As for the second question, a guy who goes by the moniker of Montana Skeptic over at Seeking Alpha has been looking in to some of the larger Tesla subsidies, and the picture is not pretty.  Here is his analysis of the subsidy of the SolarCity plant in New York (SolarCity, another Musk company, was bailed out of near-bankruptcy and bought by Musk's Tesla, a smelly deal that put me on the road to shorting the company).  He tells a long, interesting story but the tl:dr is:

  • In the fall of 2014, New York State awarded SolarCity a sumptuous subsidy package: free use of the enormous Riverbend factory and $750 million of taxpayer money to refurbish and equip the factory.
  • The "Essential Purposes" of the subsidy deal were to enable manufacture and sale of Silevo's Triex technology, and then develop "next generation technology improving on the Triex product."
  • Governor Andrew Cuomo praised the deal as a visionary accomplishment "of critical importance to the United States economic competitiveness and energy independence."
  • In return for the subsidies, SolarCity promised to spend $5 billion in New York State over a 10-year period and to create 4,900 New York State jobs.
  • After the deal was signed, SolarCity's promises were noiselessly scaled back.
  • A promise that 1,460 of the jobs be "high-tech" disappeared. A promise to hire at least 900 people within two years of the factory opening shrank to 500.
  • And, SolarCity's promise to hire 2,000 solar panel installers throughout the state quietly disappeared in December 2015. It appears SolarCity knew then - two months before Elon Musk and Lyndon Rive say they had their first merger discussions - that its solar panel business was failing.
  • While SolarCity's obligations were shrinking, the factory opening was delayed. And delayed. And delayed some more. The opening is now almost two and one-half years late, with no date yet announced.
  • Meanwhile, SolarCity has abandoned the Silevo technology and taken a huge write-off on its Silevo investment.

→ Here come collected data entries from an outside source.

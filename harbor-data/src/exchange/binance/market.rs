use super::Binance;
use crate::{Identifier, instrument::MarketInstrument, subscription::Subscription};
use serde::{Deserialize, Serialize};

/// Type that defines how to translate a Harbor [`Subscription`] into a [`Binance`]
/// market that can be subscribed to.
///
/// See docs: <https://binance-docs.github.io/apidocs/spot/en/#websocket-market-streams>
/// See docs: <https://binance-docs.github.io/apidocs/futures/en/#websocket-market-streams>
#[derive(Clone, Eq, PartialEq, Ord, PartialOrd, Hash, Debug, Deserialize, Serialize)]
pub struct BinanceMarket(pub String);

impl<Server, Kind> Identifier<BinanceMarket>
    for Subscription<Binance<Server>, MarketInstrument, Kind>
{
    fn id(&self) -> BinanceMarket {
        // Notes:
        // - Must be lowercase when subscribing (transformed to lowercase by Binance fn requests).
        // - Must be uppercase since Binance sends messages with uppercase MARKET (eg/ BTCUSDT).
        BinanceMarket(format!("{}{}", self.instrument.key.pair.base, self.instrument.key.pair.quote).to_uppercase())
    }
}

impl AsRef<str> for BinanceMarket {
    fn as_ref(&self) -> &str {
        &self.0
    }
}
use self::{
    channel::BinanceChannel, market::BinanceMarket, subscription::BinanceSubResponse,
    trade::BinanceTrade,
};
use crate::{
    ExchangeWsStream, NoInitialSnapshots,
    exchange::{Connector, ExchangeServer, StreamSelector, subscription::ExchangeSub},
    instrument::InstrumentData,
    subscriber::{WebSocketSubscriber, validator::WebSocketSubValidator},
    subscription::{Map, trade::PublicTrades},
    transformer::stateless::StatelessTransformer,
};
use harbor_instrument::{asset::AssetClass, exchange::VenueId};
use harbor_integration::{
    error::SocketError,
    protocol::websocket::{WebSocketSerdeParser, WsMessage},
};
use std::{fmt::Debug, marker::PhantomData};
use url::Url;

/// OrderBook types common to both [`BinanceSpot`](spot::BinanceSpot) and
/// [`BinanceFuturesUsd`](futures::BinanceFuturesUsd).
pub mod book;

/// Defines the type that translates a Harbor [`Subscription`](crate::subscription::Subscription)
/// into a venue [`Connector`] specific channel used for generating [`Connector::requests`].
pub mod channel;

/// [`ExchangeServer`] and [`StreamSelector`] implementations for
/// [`BinanceFuturesUsd`](futures::BinanceFuturesUsd).
pub mod futures;

/// Defines the type that translates a Harbor [`Subscription`](crate::subscription::Subscription)
/// into a venue [`Connector`] specific market used for generating [`Connector::requests`].
pub mod market;

/// [`ExchangeServer`] and [`StreamSelector`] implementations for
/// [`BinanceSpot`](spot::BinanceSpot).
pub mod spot;

/// [`Subscription`](crate::subscription::Subscription) response type and response
/// [`Validator`](harbor_integration::Validator) common to both [`BinanceSpot`](spot::BinanceSpot)
/// and [`BinanceFuturesUsd`](futures::BinanceFuturesUsd).
pub mod subscription;

/// Public trade types common to both [`BinanceSpot`](spot::BinanceSpot) and
/// [`BinanceFuturesUsd`](futures::BinanceFuturesUsd).
pub mod trade;

/// Convenient type alias for a Binance [`ExchangeWsStream`] using [`WebSocketSerdeParser`].
pub type BinanceWsStream<Transformer> = ExchangeWsStream<WebSocketSerdeParser, Transformer>;

/// Generic [`Binance<Server>`](Binance) venue.
///
/// ### Notes
/// A `Server` [`ExchangeServer`] implementation exists for
/// [`BinanceSpot`](spot::BinanceSpot) and [`BinanceFuturesUsd`](futures::BinanceFuturesUsd).
#[derive(Copy, Clone, Eq, PartialEq, Ord, PartialOrd, Hash, Debug, Default)]
pub struct Binance<Server> {
    server: PhantomData<Server>,
}

impl<Server> Connector for Binance<Server>
where
    Server: ExchangeServer,
{
    const ID: VenueId = Server::ID;
    type Channel = BinanceChannel;
    type Market = BinanceMarket;
    type Subscriber = WebSocketSubscriber;
    type SubValidator = WebSocketSubValidator;
    type SubResponse = BinanceSubResponse;

    fn url() -> Result<Url, SocketError> {
        Url::parse(Server::websocket_url()).map_err(SocketError::UrlParse)
    }

    fn requests(exchange_subs: Vec<ExchangeSub<Self::Channel, Self::Market>>) -> Vec<WsMessage> {
        let stream_names = exchange_subs
            .into_iter()
            .map(|sub| {
                // Note:
                // Market must be lowercase when subscribing, but uppercase in general since
                // Binance sends messages with uppercase MARKET (eg/ BTCUSDT).
                format!(
                    "{}{}",
                    sub.market.as_ref().to_lowercase(),
                    sub.channel.as_ref()
                )
            })
            .collect::<Vec<String>>();

        vec![WsMessage::text(
            serde_json::json!({
                "method": "SUBSCRIBE",
                "params": stream_names,
                "id": 1
            })
            .to_string(),
        )]
    }

    fn expected_responses<InstrumentKey>(_: &Map<InstrumentKey>) -> usize {
        1
    }

    fn supports_asset(asset: AssetClass) -> bool {
        match Server::ID {
            VenueId::BinanceFuturesUsd => asset == AssetClass::UsdtMarginedFutures,
            _ => asset == AssetClass::Spot,
        }
    }
}

impl<Instrument, Server> StreamSelector<Instrument, PublicTrades> for Binance<Server>
where
    Instrument: InstrumentData,
    Server: ExchangeServer + Debug + Send + Sync,
{
    type SnapFetcher = NoInitialSnapshots;
    type Stream =
        BinanceWsStream<StatelessTransformer<Self, Instrument::Key, PublicTrades, BinanceTrade>>;
}

impl<'de, Server> serde::Deserialize<'de> for Binance<Server>
where
    Server: ExchangeServer,
{
    fn deserialize<D>(deserializer: D) -> Result<Self, D::Error>
    where
        D: serde::de::Deserializer<'de>,
    {
        let input = <String as serde::Deserialize>::deserialize(deserializer)?;

        if input.as_str() == Self::ID.as_str() {
            Ok(Self::default())
        } else {
            Err(serde::de::Error::invalid_value(
                serde::de::Unexpected::Str(input.as_str()),
                &Self::ID.as_str(),
            ))
        }
    }
}

impl<Server> serde::Serialize for Binance<Server>
where
    Server: ExchangeServer,
{
    fn serialize<S>(&self, serializer: S) -> Result<S::Ok, S::Error>
    where
        S: serde::ser::Serializer,
    {
        serializer.serialize_str(Self::ID.as_str())
    }
}
use crate::subscription::SubKind;
use harbor_instrument::exchange::VenueId;
use harbor_integration::{Terminal, error::SocketError, subscription::SubscriptionId};
use serde::{Deserialize, Serialize};
use thiserror::Error;

/// All errors generated in `harbor-data`.
#[derive(Debug, Clone, Eq, PartialEq, Ord, PartialOrd, Hash, Deserialize, Serialize, Error)]
pub enum DataError {
    #[error("failed to initialise reconnecting MarketStream due to empty subscriptions")]
    SubscriptionsEmpty,

    #[error("initial snapshot missing for: {0}")]
    InitialSnapshotMissing(SubscriptionId),

    #[error("initial snapshot invalid: {0}")]
    InitialSnapshotInvalid(String),

    #[error("SocketError: {0}")]
    Socket(String),

    #[error("unsupported Subscription for venue: {venue}, kind: {sub_kind}")]
    Unsupported { venue: VenueId, sub_kind: SubKind },

    #[error(
        "\
        InvalidSequence: first_update_id {first_update_id} does not follow on from the \
        prev_last_update_id {prev_last_update_id} \
    "
    )]
    InvalidSequence {
        prev_last_update_id: u64,
        first_update_id: u64,
    },

    #[error("checksum mismatch: venue sent {expected}, local book computed {computed}")]
    ChecksumMismatch { expected: u32, computed: u32 },

    #[error("orderbook resynchronisation retries exhausted after {retries} attempts")]
    ResyncExhausted { retries: u32 },

    #[error("market registry error: {0}")]
    Registry(#[from] crate::registry::RegistryError),
}

impl DataError {
    /// Determine if an error requires a [`MarketStream`](super::MarketStream) to re-initialise.
    pub fn is_terminal(&self) -> bool {
        matches!(
            self,
            DataError::InvalidSequence { .. } | DataError::ChecksumMismatch { .. }
        )
    }
}

impl Terminal for DataError {
    fn is_terminal(&self) -> bool {
        DataError::is_terminal(self)
    }
}

impl From<SocketError> for DataError {
    fn from(value: SocketError) -> Self {
        Self::Socket(value.to_string())
    }
}

#[cfg(test)]
mod tests {
    use super::*;

    #[test]
    fn test_data_error_is_terminal() {
        struct TestCase {
            input: DataError,
            expected: bool,
        }

        let tests = vec![
            TestCase {
                // TC0: is terminal w/ DataError::InvalidSequence
                input: DataError::InvalidSequence {
                    prev_last_update_id: 0,
                    first_update_id: 0,
                },
                expected: true,
            },
            TestCase {
                // TC1: is terminal w/ DataError::ChecksumMismatch
                input: DataError::ChecksumMismatch {
                    expected: 1,
                    computed: 2,
                },
                expected: true,
            },
            TestCase {
                // TC2: is not terminal w/ DataError::Socket
                input: DataError::from(SocketError::Sink),
                expected: false,
            },
        ];

        for (index, test) in tests.into_iter().enumerate() {
            assert_eq!(test.input.is_terminal(), test.expected, "TC{index} failed");
        }
    }
}
use super::Binance;
use crate::{
    exchange::{ExchangeServer, StreamSelector},
    instrument::InstrumentData,
    subscription::book::OrderBooksL2,
};
use harbor_instrument::exchange::VenueId;

/// [`BinanceSpot`] OrderBooksL2 snapshot fetcher and snapshot-first reconciling transformer.
pub mod l2;

/// [`BinanceSpot`] WebSocket server base url.
///
/// See docs: <https://binance-docs.github.io/apidocs/spot/en/#websocket-market-streams>
pub const WEBSOCKET_BASE_URL_BINANCE_SPOT: &str = "wss://stream.binance.com:9443/ws";

/// [`Binance`] spot venue.
pub type BinanceSpot = Binance<BinanceServerSpot>;

/// [`Binance`] spot [`ExchangeServer`].
#[derive(Copy, Clone, Eq, PartialEq, Ord, PartialOrd, Hash, Debug, Default)]
pub struct BinanceServerSpot;

impl ExchangeServer for BinanceServerSpot {
    const ID: VenueId = VenueId::BinanceSpot;

    fn websocket_url() -> &'static str {
        WEBSOCKET_BASE_URL_BINANCE_SPOT
    }
}

impl<Instrument> StreamSelector<Instrument, OrderBooksL2> for BinanceSpot
where
    Instrument: InstrumentData,
{
    type SnapFetcher = l2::BinanceSpotOrderBooksL2SnapshotFetcher;
    type Stream =
        super::BinanceWsStream<l2::BinanceSpotOrderBooksL2Transformer<Instrument::Key>>;
}
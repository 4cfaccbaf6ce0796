/// Determine the `DateTime<Utc>` from the provided `Duration` since the epoch.
pub fn datetime_utc_from_epoch_duration(
    duration: std::time::Duration,
) -> chrono::DateTime<chrono::Utc> {
    chrono::DateTime::<chrono::Utc>::from(std::time::UNIX_EPOCH + duration)
}

/// Deserialize a `String` as the desired type.
pub fn de_str<'de, D, T>(deserializer: D) -> Result<T, D::Error>
where
    D: serde::de::Deserializer<'de>,
    T: std::str::FromStr,
    T::Err: std::fmt::Display,
{
    let data: &str = serde::de::Deserialize::deserialize(deserializer)?;
    data.parse::<T>().map_err(serde::de::Error::custom)
}

/// Deserialize a `u64` milliseconds value as `DateTime<Utc>`.
pub fn de_u64_epoch_ms_as_datetime_utc<'de, D>(
    deserializer: D,
) -> Result<chrono::DateTime<chrono::Utc>, D::Error>
where
    D: serde::de::Deserializer<'de>,
{
    serde::de::Deserialize::deserialize(deserializer).map(|epoch_ms| {
        datetime_utc_from_epoch_duration(std::time::Duration::from_millis(epoch_ms))
    })
}

/// Deserialize a &str "u64" milliseconds value as `DateTime<Utc>`.
pub fn de_str_u64_epoch_ms_as_datetime_utc<'de, D>(
    deserializer: D,
) -> Result<chrono::DateTime<chrono::Utc>, D::Error>
where
    D: serde::de::Deserializer<'de>,
{
    de_str(deserializer).map(|epoch_ms| {
        datetime_utc_from_epoch_duration(std::time::Duration::from_millis(epoch_ms))
    })
}

/// Deserialize a &str "f64" seconds value as `DateTime<Utc>`.
pub fn de_str_f64_epoch_s_as_datetime_utc<'de, D>(
    deserializer: D,
) -> Result<chrono::DateTime<chrono::Utc>, D::Error>
where
    D: serde::de::Deserializer<'de>,
{
    de_str(deserializer).map(|epoch_s: f64| {
        datetime_utc_from_epoch_duration(std::time::Duration::from_secs_f64(epoch_s))
    })
}

/// Assists deserialisation of sequences by attempting to extract & parse the next element in the
/// provided sequence.
///
/// A [`serde::de::Error`] is returned if the element does not exist, or it cannot
/// be deserialized into the `Target` type inferred.
///
/// Example sequence: ["20180.30000","0.00010000","1661978265.280067","s","l",""]
pub fn extract_next<'de, SeqAccessor, Target>(
    sequence: &mut SeqAccessor,
    name: &'static str,
) -> Result<Target, SeqAccessor::Error>
where
    SeqAccessor: serde::de::SeqAccess<'de>,
    Target: serde::de::DeserializeOwned,
{
    sequence
        .next_element::<Target>()?
        .ok_or_else(|| serde::de::Error::missing_field(name))
}
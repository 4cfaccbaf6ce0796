use harbor_integration::{Validator, error::SocketError};
use serde::{Deserialize, Serialize};

/// [`Okx`](super::Okx) subscription response message.
///
/// ### Raw Payload Examples
/// See docs: <https://www.okx.com/docs-v5/en/#websocket-api-subscribe>
/// #### Subscription Success
/// ```json
/// {"event": "subscribe", "arg": {"channel": "trades", "instId": "BTC-USDT"}}
/// ```
///
/// #### Subscription Failure
/// ```json
/// {"event": "error", "code": "60012", "msg": "Invalid request"}
/// ```
#[derive(Clone, PartialEq, Debug, Deserialize, Serialize)]
pub struct OkxSubResponse {
    pub event: String,
    #[serde(default)]
    pub code: Option<String>,
    #[serde(default)]
    pub msg: Option<String>,
}

impl Validator for OkxSubResponse {
    fn validate(self) -> Result<Self, SocketError>
    where
        Self: Sized,
    {
        if self.event == "subscribe" {
            Ok(self)
        } else {
            Err(SocketError::Subscribe(format!(
                "received failure subscription response code: {} with message: {}",
                self.code.unwrap_or_default(),
                self.msg.unwrap_or_default(),
            )))
        }
    }
}

#[cfg(test)]
mod tests {
    use super::*;

    #[test]
    fn test_de_and_validate_okx_sub_response() {
        let success = r#"{"event": "subscribe", "arg": {"channel": "trades", "instId": "BTC-USDT"}}"#;
        assert!(
            serde_json::from_str::<OkxSubResponse>(success)
                .unwrap()
                .validate()
                .is_ok()
        );

        let failure = r#"{"event": "error", "code": "60012", "msg": "Invalid request"}"#;
        assert!(
            serde_json::from_str::<OkxSubResponse>(failure)
                .unwrap()
                .validate()
                .is_err()
        );
    }
}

This is the sort of reporting you almost never see in the press.  All these subsidies for business development made on promises of jobs addition.  My experience is that the resulting promises are never kept.  Why does no one ever follow these things up?

Postscript:  I have a quibble with the article on cases for shorting TSLA.  This is one part:

Until recently, TSLA has been the recipient of substantial subsidies, fawning praise and a “fanboy” following. In other words, it has received large financial benefits from various governments which were not available to its automotive peers. It’s been judged by a non-critical press, and any problems with product quality and/or delays in timelines have been readily accepted by its hardcore supporters. All of this has combined to build the quixotic narrative which justifies the sky-high valuations outlined above.

Apple has benefited from this effect for years with no sign that its cult following is diminishing.  Just wait for Apple fanboys who lose there head over whatever Apple announces for its anniversary iPhone later this year.  Prediction:  Apple will add a number of new features already found on Android phones and the press will fawn over its inventiveness and leadership.